Négociant le nihilisme qui lui tend alors les bras en mettant en valeur l’humour de Donald Pleasance (la scène qu’il partage avec Christopher Lee flirte presque avec le non-sens d’un sketch des Monty Pythons) et la belle énergie d’une Sharon Gurney au jeu très authentique, Gary Sherman enterre l’épouvante gothique de la décennie précédente et devance Massacre à la tronçonneuse et La Colline a des yeux de quelques encablures dans l’étrangeté horrifique jusqu’à un final à la fois éprouvant, tendre, drôle, pathétique et pessimiste. Manque de pot (la faute à une distribution catastrophique aux USA), il faudra plusieurs années avant que quiconque ne remarque cet extraordinaire coup d’éclat.
Image
Les amateurs d’imports retrouveront ici le master propre et équilibré de l’édition américaine de Blue Underground qui a traversé l’Atlantique sans encombre.
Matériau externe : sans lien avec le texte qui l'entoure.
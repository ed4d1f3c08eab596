//! services/client/src/room/wiring.rs
//!
//! Top-level glue: turns user actions (form submission, player transitions,
//! reaction buttons) into calls on the audio controller, the channel session
//! and the publisher.

use crate::{
    error::ClientError,
    room::{
        audio::{AudioController, PlaybackOutcome},
        dispatcher::Dispatcher,
        publisher::Publisher,
        render::Notifier,
        session::{ChannelStatus, SessionManager},
        state::AppState,
    },
};
use listening_room_core::domain::{
    AudioFormat, NotificationKind, PrivateNotification, ReactionType, Roster, SessionIdentity,
    SongRequest,
};
use listening_room_core::ports::PlayerSurface;
use std::sync::Arc;
use tokio::{sync::Mutex, task::JoinHandle};
use tracing::{error, info};

/// The two flows started by one song request.
pub struct Submission {
    pub audio: JoinHandle<Result<PlaybackOutcome, ClientError>>,
    pub channel: JoinHandle<Result<(), ClientError>>,
}

pub struct RoomClient {
    session: Mutex<Option<SessionIdentity>>,
    audio: Arc<AudioController>,
    channel: Arc<SessionManager>,
    dispatcher: Arc<Dispatcher>,
    publisher: Publisher,
    player: Arc<dyn PlayerSurface>,
    notifier: Notifier,
}

impl RoomClient {
    pub fn new(app_state: Arc<AppState>) -> Self {
        let notifier = Notifier::new(app_state.render.clone());
        let dispatcher = Arc::new(Dispatcher::new(notifier.clone(), app_state.player.clone()));
        let channel = Arc::new(SessionManager::new(
            app_state.channel.clone(),
            dispatcher.clone(),
            notifier.clone(),
            app_state.config.channel.clone(),
        ));
        let audio = Arc::new(AudioController::new(
            app_state.songs.clone(),
            app_state.player.clone(),
            notifier.clone(),
        ));
        let publisher = Publisher::new(channel.clone(), app_state.config.channel.clone());

        Self {
            session: Mutex::new(None),
            audio,
            channel,
            dispatcher,
            publisher,
            player: app_state.player.clone(),
            notifier,
        }
    }

    pub async fn current_session(&self) -> Option<SessionIdentity> {
        self.session.lock().await.clone()
    }

    pub async fn channel_status(&self) -> ChannelStatus {
        self.channel.status().await
    }

    pub async fn roster(&self) -> Roster {
        self.dispatcher.roster().await
    }

    /// Handles the song request form.
    ///
    /// Validates the input, records the new session and starts the song
    /// download and the room connection side by side.
    pub async fn submit_request(
        &self,
        nickname: &str,
        title: &str,
        format: Option<&str>,
    ) -> Result<Submission, ClientError> {
        let Some(identity) = SessionIdentity::parse(nickname, title) else {
            self.notifier
                .error("You must enter a nickname and a song title.");
            return Err(ClientError::Precondition(
                "nickname and title are required".to_string(),
            ));
        };
        let format = match format {
            Some(raw) => raw.parse::<AudioFormat>().map_err(|e| {
                self.notifier.error(&format!("Cannot request song: {}.", e));
                ClientError::Precondition(e)
            })?,
            None => AudioFormat::default(),
        };

        *self.session.lock().await = Some(identity.clone());
        self.notifier.success(&format!(
            "Requesting song \"{}\" in {} format for {}.",
            identity.song_id, format, identity.nickname
        ));

        let request = SongRequest {
            title: identity.song_id.clone(),
            format,
        };
        let audio = tokio::spawn({
            let audio = self.audio.clone();
            async move { audio.request_song(request).await }
        });
        let channel = tokio::spawn({
            let channel = self.channel.clone();
            async move { channel.connect(identity).await }
        });

        Ok(Submission { audio, channel })
    }

    /// The local player started playing.
    pub async fn on_player_play(&self) {
        self.notifier.success("Playback started (play).");
        let Some(identity) = self.current_session().await else {
            return;
        };
        if let Err(e) = self.publisher.play(&identity).await {
            error!("Failed to publish PLAY: {}", e);
        }
    }

    /// The local player was paused.
    pub async fn on_player_pause(&self) {
        self.notifier.error("Playback paused (pause).");
        let Some(identity) = self.current_session().await else {
            return;
        };
        if let Err(e) = self.publisher.pause(&identity).await {
            error!("Failed to publish PAUSE: {}", e);
        }
    }

    /// A reaction button was pressed.
    ///
    /// Reactions are only sent while the local player is playing.
    pub async fn on_reaction(&self, reaction: &str) -> Result<(), ClientError> {
        let Some(identity) = self.current_session().await else {
            self.notifier
                .error("Cannot send a reaction: missing nickname or song.");
            return Err(ClientError::Precondition("no active session".to_string()));
        };

        if self.player.is_paused() {
            self.notifier
                .error("You cannot react while the song is paused.");
            self.notifier.toast(&PrivateNotification {
                kind: NotificationKind::PaymentError,
                title: "Action not allowed".to_string(),
                message: "You cannot send reactions while the song is paused.".to_string(),
            });
            return Err(ClientError::Precondition("player is paused".to_string()));
        }

        let reaction = reaction.parse::<ReactionType>().map_err(|e| {
            self.notifier.error(&format!("Cannot send reaction: {}.", e));
            ClientError::Precondition(e)
        })?;

        info!(nickname = %identity.nickname, reaction = reaction.as_str(), "Sending reaction");
        self.publisher.reaction(&identity, reaction).await
    }

    /// Leaves the room. Used on shutdown.
    pub async fn leave(&self) {
        self.channel.disconnect().await;
    }
}
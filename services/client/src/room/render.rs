//! services/client/src/room/render.rs
//!
//! Thin helpers over the rendering surface. Every timeline line is mirrored to
//! `tracing` so the terminal log and the structured log agree.

use listening_room_core::domain::{LogLevel, PrivateNotification, ReactionType};
use listening_room_core::ports::RenderSurface;
use std::sync::Arc;
use tracing::{info, warn};

#[derive(Clone)]
pub struct Notifier {
    surface: Arc<dyn RenderSurface>,
}

impl Notifier {
    pub fn new(surface: Arc<dyn RenderSurface>) -> Self {
        Self { surface }
    }

    pub fn info(&self, message: &str) {
        info!("{}", message);
        self.surface.log(LogLevel::Info, message);
    }

    pub fn success(&self, message: &str) {
        info!("{}", message);
        self.surface.log(LogLevel::Success, message);
    }

    pub fn error(&self, message: &str) {
        warn!("{}", message);
        self.surface.log(LogLevel::Error, message);
    }

    pub fn bubble(&self, text: &str) {
        self.surface.status_bubble(text);
    }

    pub fn floating_reaction(&self, nickname: &str, reaction: ReactionType) {
        self.surface.floating_reaction(nickname, reaction);
    }

    pub fn toast(&self, notification: &PrivateNotification) {
        info!(kind = ?notification.kind, "Private notification: {}", notification.title);
        self.surface.toast(notification);
    }

    pub fn roster(&self, members: &[String]) {
        self.surface.roster_changed(members);
    }
}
La légère perte de définition dans les scènes les plus sombres ne porte jamais préjudice à la qualité de ce transfert au grain poisseux comme il faut et à la colorimétrie très vivante.
Son
Rimini est parvenu à dénicher la version française d’époque dont le doublage renforce encore l’humour de certains dialogues. Reste un souffle assez présent sur les deux mixages mais une stéréo plus robuste sur la version originale.
Interactivité
Outre un livret de Marc Toullec (cet homme est partout !), l’interactivité recycle celle du disque Blue Underground, à l’exception – malheureusement ! – du commentaire audio de Gary Sherman. Trois entretiens, avec une partie du casting, les producteurs et le réalisateur nous font découvrir les coulisses d’un tournage éprouvant en raison du froid et de l’insalubrité des scènes tournées dans une station de métro désaffecté. Mais la bonne humeur prédomine et tous saluent la postérité d’un film que les nouvelles générations se sont fait un plaisir de réhabiliter. Et à juste titre.
Liste des bonus
« Profondeurs » : discussion entre David Ladd et Paul Maslanksy (13 minutes) / « Fermeture des portes ! » : interview de Hugh Armstrong (16 minutes) / « Les Contes du métro » : interview de Gary Sherman et des producteurs exécutifs Jay Kanter et Alan Ladd, Jr. (19 minutes) / Bande-annonce / Spots TV.